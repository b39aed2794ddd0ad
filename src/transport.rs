//! MQTT ingress: subscribes to the per-field telemetry topics and feeds
//! every publish to the reconciler.
//!
//! The reconciler's per-message result is the acknowledgement signal:
//! accepted and skipped messages complete normally, rejected ones are
//! logged and dropped. Broker reconnects are rumqttc's job; we just keep
//! polling the event loop.

use std::sync::Arc;
use std::time::Duration;

use anyhow::{Context, Result};
use rumqttc::{AsyncClient, Event, MqttOptions, Packet, QoS};
use tokio::sync::watch;
use tracing::{debug, error, info, warn};

use crate::reconcile::{Ack, Reconciler};

/// The six per-field topic filters the original fleet publishes on.
pub const TOPIC_FILTERS: [&str; 6] = [
    "car/+/location/latitude",
    "car/+/location/longitude",
    "car/+/speed",
    "car/+/gear",
    "car/+/battery/+/soc",
    "car/+/battery/+/capacity",
];

/// Connects to the broker, subscribes, and pumps messages into the
/// reconciler until the shutdown flag flips.
pub async fn run_mqtt_ingest(
    broker_url: &str,
    reconciler: Arc<Reconciler>,
    mut shutdown: watch::Receiver<bool>,
) -> Result<()> {
    let (host, port) = parse_broker_url(broker_url)?;
    let client_id = format!("car-state-reconciler-{}", std::process::id());

    let mut options = MqttOptions::new(client_id, host, port);
    options.set_keep_alive(Duration::from_secs(30));

    let (client, mut event_loop) = AsyncClient::new(options, 64);

    for filter in TOPIC_FILTERS {
        client
            .subscribe(filter, QoS::AtLeastOnce)
            .await
            .with_context(|| format!("failed to subscribe to '{filter}'"))?;
    }

    loop {
        tokio::select! {
            _ = shutdown.changed() => {
                if *shutdown.borrow() {
                    info!("ingest stopping");
                    let _ = client.disconnect().await;
                    break;
                }
            }
            event = event_loop.poll() => match event {
                Ok(Event::Incoming(Packet::Publish(publish))) => {
                    match reconciler
                        .handle_message(&publish.topic, &publish.payload)
                        .await
                    {
                        Ok(Ack::Accepted) => {
                            debug!(topic = %publish.topic, "message applied");
                        }
                        Ok(Ack::Skipped) => {}
                        Err(e) => {
                            warn!(topic = %publish.topic, error = %e, "dropping message");
                        }
                    }
                }
                Ok(Event::Incoming(Packet::ConnAck(_))) => {
                    info!(broker = broker_url, "connected to MQTT broker");
                }
                Ok(_) => {}
                Err(e) => {
                    error!(error = %e, "MQTT connection error, retrying");
                    tokio::time::sleep(Duration::from_secs(1)).await;
                }
            }
        }
    }

    Ok(())
}

/// Accepts `mqtt://host:port`, `host:port` or a bare hostname (port 1883).
fn parse_broker_url(url: &str) -> Result<(String, u16)> {
    let stripped = url.strip_prefix("mqtt://").unwrap_or(url);

    match stripped.split_once(':') {
        Some((host, port)) => {
            let port: u16 = port
                .parse()
                .with_context(|| format!("invalid broker port in '{url}'"))?;
            Ok((host.to_string(), port))
        }
        None => Ok((stripped.to_string(), 1883)),
    }
}

#[cfg(test)]
mod tests {
    use super::*;

    #[test]
    fn test_parse_broker_url_with_scheme() {
        assert_eq!(
            parse_broker_url("mqtt://broker.local:1884").unwrap(),
            ("broker.local".to_string(), 1884)
        );
    }

    #[test]
    fn test_parse_broker_url_defaults_port() {
        assert_eq!(
            parse_broker_url("localhost").unwrap(),
            ("localhost".to_string(), 1883)
        );
    }

    #[test]
    fn test_parse_broker_url_bad_port() {
        assert!(parse_broker_url("mqtt://localhost:notaport").is_err());
    }
}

--- --- ---

**What to work on:** Every entry in the listing above is to be repeated verbatim.

**Finished task:**
repository b39aed2794ddd0ad
filename src/transport.rs
//! MQTT ingress: subscribes to the per-field telemetry topics and feeds
//! every publish to the reconciler.
//!
//! The reconciler's per-message result is the acknowledgement signal:
//! accepted and skipped messages complete normally, rejected ones are
//! logged and dropped. Broker reconnects are rumqttc's job; we just keep
//! polling the event loop.

use std::sync::Arc;
use std::time::Duration;

use anyhow::{Context, Result};
use rumqttc::{AsyncClient, Event, MqttOptions, Packet, QoS};
use tokio::sync::watch;
use tracing::{debug, error, info, warn};

use crate::reconcile::{Ack, Reconciler};

/// The six per-field topic filters the original fleet publishes on.
pub const TOPIC_FILTERS: [&str; 6] = [
    "car/+/location/latitude",
    "car/+/location/longitude",
    "car/+/speed",
    "car/+/gear",
    "car/+/battery/+/soc",
    "car/+/battery/+/capacity",
];

/// Connects to the broker, subscribes, and pumps messages into the
/// reconciler until the shutdown flag flips.
pub async fn run_mqtt_ingest(
    broker_url: &str,
    reconciler: Arc<Reconciler>,
    mut shutdown: watch::Receiver<bool>,
) -> Result<()> {
    let (host, port) = parse_broker_url(broker_url)?;
    let client_id = format!("car-state-reconciler-{}", std::process::id());

    let mut options = MqttOptions::new(client_id, host, port);
    options.set_keep_alive(Duration::from_secs(30));

    let (client, mut event_loop) = AsyncClient::new(options, 64);

    for filter in TOPIC_FILTERS {
        client
            .subscribe(filter, QoS::AtLeastOnce)
            .await
            .with_context(|| format!("failed to subscribe to '{filter}'"))?;
    }

    loop {
        tokio::select! {
            _ = shutdown.changed() => {
                if *shutdown.borrow() {
                    info!("ingest stopping");
                    let _ = client.disconnect().await;
                    break;
                }
            }
            event = event_loop.poll() => match event {
                Ok(Event::Incoming(Packet::Publish(publish))) => {
                    match reconciler
                        .handle_message(&publish.topic, &publish.payload)
                        .await
                    {
                        Ok(Ack::Accepted) => {
                            debug!(topic = %publish.topic, "message applied");
                        }
                        Ok(Ack::Skipped) => {}
                        Err(e) => {
                            warn!(topic = %publish.topic, error = %e, "dropping message");
                        }
                    }
                }
                Ok(Event::Incoming(Packet::ConnAck(_))) => {
                    info!(broker = broker_url, "connected to MQTT broker");
                }
                Ok(_) => {}
                Err(e) => {
                    error!(error = %e, "MQTT connection error, retrying");
                    tokio::time::sleep(Duration::from_secs(1)).await;
                }
            }
        }
    }

    Ok(())
}

/// Accepts `mqtt://host:port`, `host:port` or a bare hostname (port 1883).
fn parse_broker_url(url: &str) -> Result<(String, u16)> {
    let stripped = url.strip_prefix("mqtt://").unwrap_or(url);

    match stripped.split_once(':') {
        Some((host, port)) => {
            let port: u16 = port
                .parse()
                .with_context(|| format!("invalid broker port in '{url}'"))?;
            Ok((host.to_string(), port))
        }
        None => Ok((stripped.to_string(), 1883)),
    }
}

#[cfg(test)]
mod tests {
    use super::*;

    #[test]
    fn test_parse_broker_url_with_scheme() {
        assert_eq!(
            parse_broker_url("mqtt://broker.local:1884").unwrap(),
            ("broker.local".to_string(), 1884)
        );
    }

    #[test]
    fn test_parse_broker_url_defaults_port() {
        assert_eq!(
            parse_broker_url("localhost").unwrap(),
            ("localhost".to_string(), 1883)
        );
    }

    #[test]
    fn test_parse_broker_url_bad_port() {
        assert!(parse_broker_url("mqtt://localhost:notaport").is_err());
    }
}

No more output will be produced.